В. Н. Ильин. Великая Суббота(о тайне смерти и бессмертия) (1938)

Посвящается памяти о. Александра Ельчанинова1

Странствия владычна и бессмертныя трапезы высокими умы на горнем месте вернии придите, насладимся.

Ирмос 9-й песни канона Великого Четверга

Томимый земной, не духовной, но душевной тоской по ушедшей Евридике, в безумной жажде ее земного «как прежде» бытия, Орфей, артист-мистагог, совершает насилие над потусторонним миром, пользуясь для этого магическими чарами искусстваa. Орфей как будто имеет успех – аполлонистическим чарам его лиры и его голоса поддаются страшные привратники той области, «откуда возвращения нет», – и артист-мистагог выводит Евридику из преисподней. Но, увы, это не подлинная Евридика, но лишь тень ее, тень, истаивающая и рассеивающаяся в лучах реального дневного света. Гениальный артист, представитель мужественного аполлонистического начала, не владеет женственной, дионисической и духоносной тайной живой материи, этой «матери и кормилицы сущего» (по выражению Платона), но лишь насилует ее. Орфей – Аполлон владеет лишь прекрасным образом Евридики, ее «эйдосом» (или, как еще говорят, «идеей»), но не ею самою2.

Конечно, это тоже некая реальность, но надо сказать, вопреки утверждениям ортодоксального платонизма, реальность ослабленная, истонченная, неосязаемая. Это реальность неполная, только часть реальности, или, лучше сказать, ее призрачная эманация.

В жажде осязаемой материальной полноты, видимой телесной реальности есть глубочайшая, божественная, богоугодная правда. Эта правда искажена до полной неузнаваемости материалистической метафизикой, обернувшейся черным спиритуализмом, давшей материю навыворот и приведшей к злой духовности и к новому и уже смертоносному перевоплощению. Наиболее духовный и глубокий из евангелистов – св.

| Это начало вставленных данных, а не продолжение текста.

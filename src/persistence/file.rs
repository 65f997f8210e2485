//! JSON file store
//!
//! The whole key space is a single JSON object. Writes go to a temp file
//! first and are renamed over the target so a crash never leaves a
//! half-written save.

use std::collections::BTreeMap;
use std::fs;
use std::io::ErrorKind;
use std::path::{Path, PathBuf};

use super::KeyValueStore;
use crate::error::StoreError;

/// File-backed key-value store
#[derive(Debug, Clone)]
pub struct JsonFileStore {
    path: PathBuf,
    values: BTreeMap<String, i64>,
}

impl JsonFileStore {
    /// Open a store, reading existing values. A missing file is an empty store.
    pub fn open(path: impl Into<PathBuf>) -> Result<Self, StoreError> {
        let path = path.into();
        let values = match fs::read_to_string(&path) {
            Ok(json) => serde_json::from_str(&json)?,
            Err(err) if err.kind() == ErrorKind::NotFound => BTreeMap::new(),
            Err(err) => return Err(err.into()),
        };
        log::debug!("Opened store {} ({} keys)", path.display(), values.len());
        Ok(Self { path, values })
    }

    pub fn path(&self) -> &Path {
        &self.path
    }

    fn flush(&self) -> Result<(), StoreError> {
        let json = serde_json::to_string_pretty(&self.values)?;
        let tmp = self.path.with_extension("tmp");
        fs::write(&tmp, json)?;
        fs::rename(&tmp, &self.path)?;
        Ok(())
    }
}

impl KeyValueStore for JsonFileStore {
    fn get_int(&self, key: &str) -> Result<Option<i64>, StoreError> {
        Ok(self.values.get(key).copied())
    }

    fn set_int(&mut self, key: &str, value: i64) -> Result<(), StoreError> {
        self.values.insert(key.to_string(), value);
        self.flush()
    }
}

#[cfg(test)]
mod tests {
    use super::*;

    #[test]
    fn test_missing_file_is_empty() {
        let dir = tempfile::tempdir().unwrap();
        let store = JsonFileStore::open(dir.path().join("save.json")).unwrap();
        assert_eq!(store.get_int("HIGHSCORE").unwrap(), None);
    }

    #[test]
    fn test_values_survive_reopen() {
        let dir = tempfile::tempdir().unwrap();
        let path = dir.path().join("save.json");

        let mut store = JsonFileStore::open(&path).unwrap();
        store.set_int("HIGHSCORE", 42).unwrap();

        let reopened = JsonFileStore::open(&path).unwrap();
        assert_eq!(reopened.get_int("HIGHSCORE").unwrap(), Some(42));
        assert!(!path.with_extension("tmp").exists());
    }

    #[test]
    fn test_corrupt_file_is_an_error() {
        let dir = tempfile::tempdir().unwrap();
        let path = dir.path().join("save.json");
        fs::write(&path, "not json").unwrap();

        assert!(matches!(
            JsonFileStore::open(&path),
            Err(StoreError::Json(_))
        ));
    }
}
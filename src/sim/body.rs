//! Physical body roles
//!
//! Every body the physics collaborator reports on has exactly one role.
//! Collision handling dispatches only on role pairs.

use serde::{Deserialize, Serialize};

/// Role of a physical body in the field
#[derive(Debug, Clone, Copy, PartialEq, Eq, Hash, Serialize, Deserialize)]
pub enum BodyRole {
    Puck,
    Striker,
    /// Invisible backstop behind the striker (costs a life)
    DefenderBoundary,
    /// Invisible backstop on the far side (scores a point)
    AttackerBoundary,
    StrikerLeftWall,
    StrikerRightWall,
    PuckLeftWall,
    PuckRightWall,
}

impl BodyRole {
    /// Map a scene node name to its role. Unknown names have no role.
    pub fn from_node_name(name: &str) -> Option<Self> {
        match name {
            "puck" => Some(BodyRole::Puck),
            "firstPlayerStriker" => Some(BodyRole::Striker),
            "wallPlayer1" => Some(BodyRole::DefenderBoundary),
            "wallPlayer2" => Some(BodyRole::AttackerBoundary),
            "leftWallForStriker" => Some(BodyRole::StrikerLeftWall),
            "rightWallForStriker" => Some(BodyRole::StrikerRightWall),
            "leftWallForPuck" => Some(BodyRole::PuckLeftWall),
            "rightWallForPuck" => Some(BodyRole::PuckRightWall),
            _ => None,
        }
    }

    /// Scene node name for this role
    pub fn node_name(&self) -> &'static str {
        match self {
            BodyRole::Puck => "puck",
            BodyRole::Striker => "firstPlayerStriker",
            BodyRole::DefenderBoundary => "wallPlayer1",
            BodyRole::AttackerBoundary => "wallPlayer2",
            BodyRole::StrikerLeftWall => "leftWallForStriker",
            BodyRole::StrikerRightWall => "rightWallForStriker",
            BodyRole::PuckLeftWall => "leftWallForPuck",
            BodyRole::PuckRightWall => "rightWallForPuck",
        }
    }

    pub const ALL: [BodyRole; 8] = [
        BodyRole::Puck,
        BodyRole::Striker,
        BodyRole::DefenderBoundary,
        BodyRole::AttackerBoundary,
        BodyRole::StrikerLeftWall,
        BodyRole::StrikerRightWall,
        BodyRole::PuckLeftWall,
        BodyRole::PuckRightWall,
    ];
}

#[cfg(test)]
mod tests {
    use super::*;

    #[test]
    fn test_node_names_map_back() {
        for role in BodyRole::ALL {
            assert_eq!(BodyRole::from_node_name(role.node_name()), Some(role));
        }
    }

    #[test]
    fn test_unknown_name() {
        assert_eq!(BodyRole::from_node_name("floorPlane"), None);
        assert_eq!(BodyRole::from_node_name(""), None);
    }
}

Иоанн Богослов – является в то же время метафизиком воплощения и апологетом осязаемой и видимой телесности, полноты священного реализма. «О том, что́ было от начала, что́ мы слышали, что видели своими очами, что́ рассматривали и что́ осязали руки наши, о Слове жизни» (1 Ин. 1, 1) – вот о чем благоденствует святая трость гениальнейшего из богословов. Он с любовию передает нам о жажде св. Фомы увидеть в руках Спасителя «раны от гвоздей и вложить перст в раны от гвоздей и вложить руку в ребра Его» (Ин. 20, 25). И Церковь вслед за учеником, «его же любяще Иисус», воспевает «доброе неверие Фомино», связавшего полноту веры с полнотой телесной реальности и, следовательно, с полнотой любви. Дух Утешитель есть в то же время Дух Воплотитель и Дух Воскресительб. В Третьей Ипостаси Св. Троицы соединены тайна материальной живой полноты и тайна вечного блаженства. «Господи, хорошо нам здесь быть», – в экстазе райского услаждения говорит св. Петр, созерцая несознанное сияние Живодавца Христа и преображение Его пречистой плоти.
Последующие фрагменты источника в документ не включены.